A l’appui de ses demandes l’expert-comptable soutient que c’est à tort que le tribunal n’a condamné M. C X qu’au remboursement des sommes avancées pour son compte au titre des pénalités de retard, alors que les sommes réclamées au titre des honoraires et débours sont également justifiées et exigibles en application de la lettre de mission et de l’actualisation des honoraires. Par ailleurs sur la demande reconventionnelle de son ex-client, il soutient que sa responsabilité n’est pas engagée, à défaut d’une faute de sa part et au regard des différentes causes étrangères exonératoires de responsabilité qui peuvent être retenues, et sollicite à tout le moins un partage de responsabilité avec M. C X qui a volontairement pris le risque de se voir opposer un redressement.
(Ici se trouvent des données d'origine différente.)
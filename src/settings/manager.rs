//! Settings manager implementation
//!
//! Provides file-based settings persistence with atomic writes.

use super::types::{RunMode, Settings};
use crate::error::{Error, Result};
use std::path::{Path, PathBuf};

/// File name used next to the executable
pub const SETTINGS_FILE_NAME: &str = "settings.json";

/// Settings manager for persisting and loading settings
#[derive(Debug, Clone)]
pub struct SettingsManager {
    /// Path to the settings file
    path: PathBuf,
    /// Current settings (cached)
    settings: Settings,
    /// Whether to auto-save on every update
    auto_save: bool,
}

impl SettingsManager {
    /// Create a manager for the given path with default settings
    pub fn new(path: impl AsRef<Path>) -> Self {
        Self {
            path: path.as_ref().to_path_buf(),
            settings: Settings::new(),
            auto_save: true,
        }
    }

    /// Create an in-memory manager (no file persistence)
    pub fn in_memory() -> Self {
        Self {
            path: PathBuf::new(),
            settings: Settings::new(),
            auto_save: false,
        }
    }

    /// Create a manager from a file, loading existing settings if present.
    ///
    /// A missing or malformed file yields defaults; this never fails.
    pub fn from_file(path: impl AsRef<Path>) -> Self {
        let mut manager = Self::new(path);
        manager.settings = load_settings(&manager.path);
        manager
    }

    /// Open the settings file next to the running executable
    pub fn open_default() -> Result<Self> {
        Ok(Self::from_file(default_settings_path()?))
    }

    /// Save current settings to the backing file
    pub fn save(&self) -> Result<()> {
        if self.is_in_memory() {
            return Ok(());
        }
        save_settings(&self.path, &self.settings)
    }

    /// Current settings
    pub fn settings(&self) -> &Settings {
        &self.settings
    }

    /// Replace all settings at once
    pub fn replace(&mut self, settings: Settings) -> Result<()> {
        self.settings = settings;
        self.persist()
    }

    /// Set the project directory
    pub fn set_project_dir(&mut self, dir: impl Into<String>) -> Result<()> {
        self.settings.project_dir = dir.into();
        self.persist()
    }

    /// Set the Gmsh executable path
    pub fn set_gmsh_path(&mut self, path: impl Into<String>) -> Result<()> {
        self.settings.gmsh_path = path.into();
        self.persist()
    }

    /// Set the geometry file (stored trimmed)
    pub fn set_geometry_file(&mut self, file: &str) -> Result<()> {
        self.settings.geometry_file = file.trim().to_string();
        self.persist()
    }

    /// Switch launch mode; the template is reset to the mode's default
    pub fn select_mode(&mut self, mode: RunMode) -> Result<()> {
        self.settings.select_mode(mode);
        self.persist()
    }

    /// Set the script template body
    pub fn set_script_template(&mut self, template: impl Into<String>) -> Result<()> {
        self.settings.script_template = template.into();
        self.persist()
    }

    /// Get the settings file path
    pub fn path(&self) -> &Path {
        &self.path
    }

    /// Check if using in-memory mode
    pub fn is_in_memory(&self) -> bool {
        self.path.as_os_str().is_empty()
    }

    fn persist(&self) -> Result<()> {
        if self.auto_save {
            self.save()?;
        }
        Ok(())
    }
}

/// `settings.json` in the directory of the running executable
pub fn default_settings_path() -> Result<PathBuf> {
    let exe = std::env::current_exe()
        .map_err(|e| Error::settings(format!("Failed to locate executable: {e}")))?;
    let dir = exe
        .parent()
        .ok_or_else(|| Error::settings("Executable has no parent directory"))?;
    Ok(dir.join(SETTINGS_FILE_NAME))
}

/// Load settings, falling back to defaults on a missing or malformed file
pub fn load_settings(path: &Path) -> Settings {
    if !path.exists() {
        tracing::debug!("No settings file at {}, using defaults", path.display());
        return Settings::new();
    }

    let contents = match std::fs::read_to_string(path) {
        Ok(contents) => contents,
        Err(e) => {
            tracing::warn!("Failed to read settings file {}: {e}", path.display());
            return Settings::new();
        }
    };

    match Settings::from_json(&contents) {
        Ok(settings) => settings,
        Err(e) => {
            tracing::warn!("Ignoring malformed settings file {}: {e}", path.display());
            Settings::new()
        }
    }
}

/// Write the whole settings record, replacing any previous file
pub fn save_settings(path: &Path, settings: &Settings) -> Result<()> {
    let contents = settings
        .to_json_pretty()
        .map_err(|e| Error::settings(format!("Failed to serialize settings: {e}")))?;

    // Write to temp file first, then rename for atomicity
    let temp_path = path.with_extension("tmp");
    std::fs::write(&temp_path, &contents)
        .map_err(|e| Error::settings(format!("Failed to write settings file: {e}")))?;
    std::fs::rename(&temp_path, path)
        .map_err(|e| Error::settings(format!("Failed to rename settings file: {e}")))?;

    tracing::debug!("Saved settings to {}", path.display());
    Ok(())
}
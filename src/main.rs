//! palace-shell CLI
//!
//! Command-line interface for project setup, meshing and run scripts

use clap::Parser;
use palace_shell::cli::{Cli, Runner};

fn main() {
    let cli = Cli::parse();

    let level = if cli.verbose {
        tracing::Level::DEBUG
    } else {
        tracing::Level::INFO
    };
    tracing_subscriber::fmt()
        .with_env_filter(
            tracing_subscriber::EnvFilter::from_default_env().add_directive(level.into()),
        )
        .with_writer(std::io::stderr)
        .init();

    let runner = Runner::new(cli);

    if let Err(e) = runner.run() {
        eprintln!("Error: {e}");
        std::process::exit(1);
    }
}
//! Schema types

use serde::{Deserialize, Serialize};
use serde_json::{json, Map, Value};
use std::collections::{BTreeMap, BTreeSet};

/// JSON Schema dialect written into `$schema`
pub const SCHEMA_DIALECT: &str = "https://json-schema.org/draft/2020-12/schema";

/// Title of the generated document
pub const SCHEMA_TITLE: &str = "Palace Examples Schema";

/// Kind of a JSON value.
///
/// Declaration order is alphabetical so that sorted sets match sorted names.
#[derive(Debug, Clone, Copy, PartialEq, Eq, PartialOrd, Ord, Hash, Serialize, Deserialize)]
#[serde(rename_all = "lowercase")]
pub enum ValueKind {
    Array,
    Boolean,
    Null,
    Number,
    Object,
    String,
}

impl ValueKind {
    /// Kind of a value; integers and floats are both `Number`
    pub fn of(value: &Value) -> ValueKind {
        match value {
            Value::Null => ValueKind::Null,
            Value::Bool(_) => ValueKind::Boolean,
            Value::Number(_) => ValueKind::Number,
            Value::String(_) => ValueKind::String,
            Value::Array(_) => ValueKind::Array,
            Value::Object(_) => ValueKind::Object,
        }
    }

    /// Lowercase JSON Schema name
    pub fn as_str(self) -> &'static str {
        match self {
            ValueKind::Array => "array",
            ValueKind::Boolean => "boolean",
            ValueKind::Null => "null",
            ValueKind::Number => "number",
            ValueKind::Object => "object",
            ValueKind::String => "string",
        }
    }

    /// Parse a JSON Schema type name
    pub fn from_name(name: &str) -> Option<ValueKind> {
        match name {
            "array" => Some(ValueKind::Array),
            "boolean" => Some(ValueKind::Boolean),
            "null" => Some(ValueKind::Null),
            "number" => Some(ValueKind::Number),
            "object" => Some(ValueKind::Object),
            "string" => Some(ValueKind::String),
            _ => None,
        }
    }
}

impl std::fmt::Display for ValueKind {
    fn fmt(&self, f: &mut std::fmt::Formatter<'_>) -> std::fmt::Result {
        f.write_str(self.as_str())
    }
}

/// Node of the inferred schema tree.
///
/// `properties` and `items` stay `None` until an object or array is seen,
/// so an empty object still emits `"properties": {}`.
#[derive(Debug, Clone, Default, PartialEq, Eq)]
pub struct SchemaNode {
    /// Observed kinds
    pub kinds: BTreeSet<ValueKind>,
    /// Child schemas by key
    pub properties: Option<BTreeMap<String, SchemaNode>>,
    /// Schema shared by all array elements
    pub items: Option<Box<SchemaNode>>,
    /// Keys that must be present
    pub required: Option<BTreeSet<String>>,
    /// Allowed string values
    pub enum_values: Option<BTreeSet<String>>,
}

impl SchemaNode {
    /// Create an empty node
    pub fn new() -> Self {
        Self::default()
    }

    /// Record a kind
    pub fn add_kind(&mut self, kind: ValueKind) {
        self.kinds.insert(kind);
    }

    /// Child node for `key`, creating it if needed
    pub fn property_mut(&mut self, key: &str) -> &mut SchemaNode {
        self.properties
            .get_or_insert_with(BTreeMap::new)
            .entry(key.to_string())
            .or_default()
    }

    /// Child node for `key`
    pub fn property(&self, key: &str) -> Option<&SchemaNode> {
        self.properties.as_ref()?.get(key)
    }

    /// Item node, creating it if needed
    pub fn items_mut(&mut self) -> &mut SchemaNode {
        self.items.get_or_insert_with(Box::default)
    }

    /// Walk a key path, marking every node passed through as an object
    pub fn ensure_path(&mut self, path: &[&str]) -> &mut SchemaNode {
        let mut current = self;
        for key in path {
            current.add_kind(ValueKind::Object);
            current = current.property_mut(key);
        }
        current
    }

    /// Follow a key path without creating nodes
    pub fn lookup(&self, path: &[&str]) -> Option<&SchemaNode> {
        path.iter().try_fold(self, |node, key| node.property(key))
    }

    /// Add required keys
    pub fn require<'a>(&mut self, keys: impl IntoIterator<Item = &'a str>) {
        self.required
            .get_or_insert_with(BTreeSet::new)
            .extend(keys.into_iter().map(str::to_string));
    }

    /// Constrain to a set of strings
    pub fn ensure_enum<'a>(&mut self, values: impl IntoIterator<Item = &'a str>) {
        self.add_kind(ValueKind::String);
        self.enum_values
            .get_or_insert_with(BTreeSet::new)
            .extend(values.into_iter().map(str::to_string));
    }

    /// Emit the JSON Schema fragment for this node
    pub fn to_json(&self) -> Value {
        let mut out = Map::new();

        match self.kinds.len() {
            0 => {}
            1 => {
                let kind = self.kinds.iter().next().copied().unwrap_or(ValueKind::Null);
                out.insert("type".to_string(), json!(kind.as_str()));
            }
            _ => {
                let kinds: Vec<_> = self.kinds.iter().map(|k| k.as_str()).collect();
                out.insert("type".to_string(), json!(kinds));
            }
        }

        if let Some(properties) = &self.properties {
            let children: Map<String, Value> = properties
                .iter()
                .map(|(key, child)| (key.clone(), child.to_json()))
                .collect();
            out.insert("properties".to_string(), Value::Object(children));
        }
        if let Some(items) = &self.items {
            out.insert("items".to_string(), items.to_json());
        }
        if let Some(required) = &self.required {
            out.insert("required".to_string(), json!(required));
        }
        if let Some(values) = &self.enum_values {
            out.insert("enum".to_string(), json!(values));
        }

        Value::Object(out)
    }
}

/// Generated schema document and report
#[derive(Debug, Clone, PartialEq)]
pub struct SchemaArtifacts {
    /// Full JSON Schema document
    pub schema: Value,
    /// Markdown key-path report
    pub report: String,
    /// Number of example files merged
    pub example_count: usize,
}

impl SchemaArtifacts {
    /// Schema document as written to disk: pretty JSON with a trailing newline
    pub fn schema_text(&self) -> String {
        let mut text = serde_json::to_string_pretty(&self.schema).unwrap_or_default();
        text.push('\n');
        text
    }
}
Il conteste enfin les sommes réclamées au titre du préjudice.
Par ses conclusions récapitulatives signifiées et déposées le 11 mars 2020, M. C X demande de :
— réformer le jugement du 3 octobre 2019 en ce qu’il n’a pas fait droit aux demandes de Monsieur C X,
Statuant à nouveau,
Vu les articles 1103 et suivants et 1231-1 du Code civil,
— dire et juger que le redressement fiscal de Monsieur C X trouve son origine dans la déclaration n°2042 remplie par la Société AUDIT EXPERTISE COMPTABLE ET CONSEIL GILBERT CAULET;
— dire et juger que la Société AUDIT EXPERTISE COMPTABLE ET CONSEIL GILBERT CAULET a déposé avec retard les déclarations fiscales de Monsieur C X ;
— dire et juger que la Société AUDIT EXPERTISE COMPTABLE ET CONSEIL GILBERT CAULET a gravement manqué à son devoir de conseil ;
En conséquence,
— rejeter toutes les demandes, fins et conclusions de la Société AUDIT EXPERTISE COMPTABLE ET CONSEIL GILBERT CAULET ;
A titre reconventionnel, condamner la Société AUDIT EXPERTISE COMPTABLE ET CONSEIL GILBERT CAULET à payer à Monsieur C X la somme de 62.935,00' au titre de l’ensemble des pénalités qu’il a dû supporter, assortie des intérêts de retard au taux légal capitalisés à compter du 15 novembre 2016 ;
— condamner la Société AUDIT EXPERTISE COMPTABLE ET CONSEIL GILBERT CAULET à payer à Monsieur C X la somme de 15.000,00' à titre de dommages et intérêts pour préjudice moral ;
— condamner la Société AUDIT EXPERTISE COMPTABLE ET CONSEIL GILBERT CAULET à payer à Monsieur C X la somme de 8.000,00'en application de l’article 700 du Code de procédure civile ;
— condamner la Société AUDIT EXPERTISE COMPTABLE ET CONSEIL GILBERT CAULET aux entiers dépens de première instance et d’appel, ces derniers distraits au profit de Maître Nicolas MERGER, Avocat, qui affirme y avoir pourvu.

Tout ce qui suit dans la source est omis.